• [What to do] The required output is a word-for-word restatement of the material below, from the line with "self.timestamps.pop_front();" through its last line, inclusive.

• [Information shown]
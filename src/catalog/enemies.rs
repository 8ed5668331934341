//! Enemy and boss tables (§4.3, §4.5).
//!
//! Plays the role the reference engine's per-class `base_stats()` plays for
//! players, but for monsters, plus the boss-specific ability/AoE schedules
//! consumed by the AI module.

use serde::{Deserialize, Serialize};

use super::abilities::AbilityId;
use crate::entities::ground_effect::GroundEffectType;

#[derive(Debug, Clone, Copy, PartialEq, Eq, Hash, Serialize, Deserialize)]
pub enum EnemyRole {
    Melee,
    Ranged,
    Caster,
}

#[derive(Debug, Clone, Copy, PartialEq, Eq, Hash, Serialize, Deserialize)]
pub enum EnemyId {
    SkeletonWarrior,
    SkeletonArcher,
    BoneMage,
    CryptGhoul,
    EmberImp,
    FrostFang,
    BogLurker,
    ShadowStalker,
    TreasureGoblin,
    RareCryptLord,
    RareInfernoBrute,
}

#[derive(Debug, Clone, Copy, PartialEq, Eq, Hash, Serialize, Deserialize)]
pub enum BossId {
    CryptOverlord,
    Infernarch,
    RimeColossus,
    BogMother,
    ShadowWeaver,
}

#[derive(Debug, Clone, Copy)]
pub struct EnemyStats {
    pub max_health: i32,
    pub armor: i32,
    pub resist: i32,
    pub attack_power: i32,
    pub spell_power: i32,
}

#[derive(Debug, Clone, Copy)]
pub struct EnemyTemplate {
    pub role: EnemyRole,
    pub stats: EnemyStats,
    pub melee_range: f32,
    pub attack_cooldown: f32,
}

impl EnemyId {
    pub fn role(&self) -> EnemyRole {
        self.template().role
    }

    /// Base stats at floor 1, party size 1 (§4.3; scaled by
    /// `crate::catalog::leveling::scale_enemy_stats` for actual floor/party).
    pub fn template(&self) -> EnemyTemplate {
        use EnemyRole::*;
        match self {
            EnemyId::SkeletonWarrior => EnemyTemplate {
                role: Melee,
                stats: EnemyStats {
                    max_health: 60,
                    armor: 8,
                    resist: 0,
                    attack_power: 8,
                    spell_power: 0,
                },
                melee_range: 2.5,
                attack_cooldown: 1.8,
            },
            EnemyId::SkeletonArcher => EnemyTemplate {
                role: Ranged,
                stats: EnemyStats {
                    max_health: 45,
                    armor: 4,
                    resist: 2,
                    attack_power: 10,
                    spell_power: 0,
                },
                melee_range: 2.5,
                attack_cooldown: 2.0,
            },
            EnemyId::BoneMage => EnemyTemplate {
                role: Caster,
                stats: EnemyStats {
                    max_health: 40,
                    armor: 2,
                    resist: 6,
                    attack_power: 0,
                    spell_power: 14,
                },
                melee_range: 2.5,
                attack_cooldown: 2.5,
            },
            EnemyId::CryptGhoul => EnemyTemplate {
                role: Melee,
                stats: EnemyStats {
                    max_health: 75,
                    armor: 6,
                    resist: 0,
                    attack_power: 11,
                    spell_power: 0,
                },
                melee_range: 2.5,
                attack_cooldown: 1.5,
            },
            EnemyId::EmberImp => EnemyTemplate {
                role: Caster,
                stats: EnemyStats {
                    max_health: 35,
                    armor: 0,
                    resist: 8,
                    attack_power: 0,
                    spell_power: 12,
                },
                melee_range: 2.5,
                attack_cooldown: 2.2,
            },
            EnemyId::FrostFang => EnemyTemplate {
                role: Melee,
                stats: EnemyStats {
                    max_health: 65,
                    armor: 5,
                    resist: 4,
                    attack_power: 10,
                    spell_power: 0,
                },
                melee_range: 2.5,
                attack_cooldown: 1.7,
            },
            EnemyId::BogLurker => EnemyTemplate {
                role: Melee,
                stats: EnemyStats {
                    max_health: 90,
                    armor: 10,
                    resist: 2,
                    attack_power: 9,
                    spell_power: 0,
                },
                melee_range: 2.5,
                attack_cooldown: 2.0,
            },
            EnemyId::ShadowStalker => EnemyTemplate {
                role: Melee,
                stats: EnemyStats {
                    max_health: 55,
                    armor: 4,
                    resist: 6,
                    attack_power: 13,
                    spell_power: 0,
                },
                melee_range: 2.5,
                attack_cooldown: 1.3,
            },
            EnemyId::TreasureGoblin => EnemyTemplate {
                role: Ranged,
                stats: EnemyStats {
                    max_health: 30,
                    armor: 0,
                    resist: 0,
                    attack_power: 2,
                    spell_power: 0,
                },
                melee_range: 2.5,
                attack_cooldown: 3.0,
            },
            EnemyId::RareCryptLord => EnemyTemplate {
                role: Melee,
                stats: EnemyStats {
                    max_health: 220,
                    armor: 16,
                    resist: 6,
                    attack_power: 18,
                    spell_power: 0,
                },
                melee_range: 2.5,
                attack_cooldown: 1.6,
            },
            EnemyId::RareInfernoBrute => EnemyTemplate {
                role: Melee,
                stats: EnemyStats {
                    max_health: 260,
                    armor: 12,
                    resist: 10,
                    attack_power: 20,
                    spell_power: 0,
                },
                melee_range: 2.5,
                attack_cooldown: 1.8,
            },
        }
    }

    pub fn is_rare(&self) -> bool {
        matches!(self, EnemyId::RareCryptLord | EnemyId::RareInfernoBrute)
    }

    /// Weighted pool for normal-room spawns by theme (§4.2 step 6).
    pub fn pool_for_theme(theme: super::themes::DungeonTheme) -> &'static [EnemyId] {
        use super::themes::DungeonTheme::*;
        match theme {
            Crypt => &[EnemyId::SkeletonWarrior, EnemyId::SkeletonArcher, EnemyId::BoneMage],
            Inferno => &[EnemyId::EmberImp, EnemyId::CryptGhoul],
            Frozen => &[EnemyId::FrostFang, EnemyId::SkeletonArcher],
            Swamp => &[EnemyId::BogLurker, EnemyId::CryptGhoul],
            Shadow => &[EnemyId::ShadowStalker, EnemyId::BoneMage],
            Treasure => &[EnemyId::TreasureGoblin],
        }
    }

    pub fn rare_variant_for_theme(theme: super::themes::DungeonTheme) -> EnemyId {
        use super::themes::DungeonTheme::*;
        match theme {
            Crypt | Shadow => EnemyId::RareCryptLord,
            _ => EnemyId::RareInfernoBrute,
        }
    }
}

impl BossId {
    pub fn for_theme(theme: super::themes::DungeonTheme) -> BossId {
        use super::themes::DungeonTheme::*;
        match theme {
            Crypt => BossId::CryptOverlord,
            Inferno => BossId::Infernarch,
            Frozen => BossId::RimeColossus,
            Swamp => BossId::BogMother,
            Shadow | Treasure => BossId::ShadowWeaver,
        }
    }

    pub fn base_stats(&self) -> EnemyStats {
        match self {
            BossId::CryptOverlord => EnemyStats {
                max_health: 1400,
                armor: 25,
                resist: 15,
                attack_power: 26,
                spell_power: 10,
            },
            BossId::Infernarch => EnemyStats {
                max_health: 1600,
                armor: 18,
                resist: 20,
                attack_power: 22,
                spell_power: 24,
            },
            BossId::RimeColossus => EnemyStats {
                max_health: 1800,
                armor: 30,
                resist: 10,
                attack_power: 30,
                spell_power: 0,
            },
            BossId::BogMother => EnemyStats {
                max_health: 1500,
                armor: 20,
                resist: 18,
                attack_power: 18,
                spell_power: 22,
            },
            BossId::ShadowWeaver => EnemyStats {
                max_health: 1300,
                armor: 15,
                resist: 25,
                attack_power: 16,
                spell_power: 26,
            },
        }
    }

    /// `getBossAbilitiesForFloor` (§4.5): the ability rotation available to
    /// this boss on the given floor, in cooldown-stagger order.
    pub fn abilities_for_floor(&self, floor: u32) -> Vec<AbilityId> {
        let mut abilities = match self {
            BossId::CryptOverlord => vec![AbilityId::WarriorMortalStrike, AbilityId::WarriorRend],
            BossId::Infernarch => vec![AbilityId::MageFireball, AbilityId::WarlockHellfire],
            BossId::RimeColossus => vec![AbilityId::MageFrostNova, AbilityId::WarriorHeroicStrike],
            BossId::BogMother => vec![AbilityId::WarlockCorruption, AbilityId::WarlockDrain],
            BossId::ShadowWeaver => vec![AbilityId::WarlockFear, AbilityId::WarlockShadowbolt],
        };
        if floor >= 6 {
            abilities.push(AbilityId::WarriorBladeFlurry);
        }
        abilities
    }

    pub fn aoe_kind(&self) -> GroundEffectType {
        match self {
            BossId::CryptOverlord => GroundEffectType::ExpandingCircle,
            BossId::Infernarch => GroundEffectType::FirePool,
            BossId::RimeColossus => GroundEffectType::MovingWave,
            BossId::BogMother => GroundEffectType::VoidZone,
            BossId::ShadowWeaver => GroundEffectType::RotatingBeam,
        }
    }
}

/// Staggered initial cooldowns for a boss's ability track (§4.5, S5): 4s,
/// 7s, 10s, ... for successive abilities.
pub fn staggered_ability_cooldowns(count: usize) -> Vec<f32> {
    (0..count).map(|i| 4.0 + i as f32 * 3.0).collect()
}

/// Initial AoE cooldown range and recurrence (§4.5).
pub fn initial_aoe_cooldown_range() -> (f32, f32) {
    (6.0, 8.0)
}

pub fn aoe_recurrence(floor: u32) -> f32 {
    (10.0 - floor as f32 * 0.5).max(4.0)
}

#[cfg(test)]
mod tests {
    use super::*;

    #[test]
    fn stagger_matches_scenario_s5() {
        let cds = staggered_ability_cooldowns(3);
        assert_eq!(cds, vec![4.0, 7.0, 10.0]);
    }

    #[test]
    fn aoe_recurrence_floors_at_four_seconds() {
        assert_eq!(aoe_recurrence(20), 4.0);
        assert!(aoe_recurrence(5) > 4.0);
    }

    #[test]
    fn skeleton_warrior_matches_scenario_s1() {
        let t = EnemyId::SkeletonWarrior.template();
        assert_eq!(t.stats.max_health, 60);
        assert_eq!(t.stats.attack_power, 8);
    }
}
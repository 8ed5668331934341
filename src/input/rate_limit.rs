//! Per-client sliding-window rate limiting (§5 "Cancellation/timeouts",
//! §7 `DungeonError::RateLimited`).

use std::collections::VecDeque;

pub const DEFAULT_MESSAGES_PER_SECOND: usize = 60;
const WINDOW_SECONDS: f32 = 1.0;

/// One sliding window per client. `now` is supplied by the caller (the
/// transport layer's clock), never read internally, so this stays
/// deterministic and unit-testable.
#[derive(Debug, Clone)]
pub struct SlidingWindowLimiter {
    capacity: usize,
    timestamps: VecDeque<f32>,
}

impl SlidingWindowLimiter {
    pub fn new(capacity: usize) -> Self {
        Self {
            capacity,
            timestamps: VecDeque::with_capacity(capacity),
        }
    }

    pub fn default_capacity() -> Self {
        Self::new(DEFAULT_MESSAGES_PER_SECOND)
    }

    /// Returns `Ok(())` if the message is admitted, `Err(RateLimited)` if
    /// it should be dropped (§7: drop message, log at `debug!`).
    pub fn admit(&mut self, now: f32) -> Result<(), crate::error::DungeonError> {
        while let Some(&front) = self.timestamps.front() {
            if now - front > WINDOW_SECONDS {
                self.timestamps.pop_front();
            } else {
                break;
            }
        }
        if self.timestamps.len() >= self.capacity {
            return Err(crate::error::DungeonError::RateLimited);
        }
        self.timestamps.push_back(now);
        Ok(())
    }
}

#[cfg(test)]
mod tests {
    use super::*;

    #[test]
    fn admits_up_to_capacity_within_window() {
        let mut limiter = SlidingWindowLimiter::new(3);
        assert!(limiter.admit(0.0).is_ok());
        assert!(limiter.admit(0.1).is_ok());
        assert!(limiter.admit(0.2).is_ok());
        assert!(limiter.admit(0.3).is_err());
    }

    #[test]
    fn window_slides_forward_and_frees_capacity() {
        let mut limiter = SlidingWindowLimiter::new(2);
        assert!(limiter.admit(0.0).is_ok());
        assert!(limiter.admit(0.1).is_ok());
        assert!(limiter.admit(0.2).is_err());
        assert!(limiter.admit(1.2).is_ok());
    }
}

• [Solution to this task]
                self.timestamps.pop_front();
            } else {
                break;
            }
        }
        if self.timestamps.len() >= self.capacity {
            return Err(crate::error::DungeonError::RateLimited);
        }
        self.timestamps.push_back(now);
        Ok(())
    }
}

#[cfg(test)]
mod tests {
    use super::*;

    #[test]
    fn admits_up_to_capacity_within_window() {
        let mut limiter = SlidingWindowLimiter::new(3);
        assert!(limiter.admit(0.0).is_ok());
        assert!(limiter.admit(0.1).is_ok());
        assert!(limiter.admit(0.2).is_ok());
        assert!(limiter.admit(0.3).is_err());
    }

    #[test]
    fn window_slides_forward_and_frees_capacity() {
        let mut limiter = SlidingWindowLimiter::new(2);
        assert!(limiter.admit(0.0).is_ok());
        assert!(limiter.admit(0.1).is_ok());
        assert!(limiter.admit(0.2).is_err());
        assert!(limiter.admit(1.2).is_ok());
    }
}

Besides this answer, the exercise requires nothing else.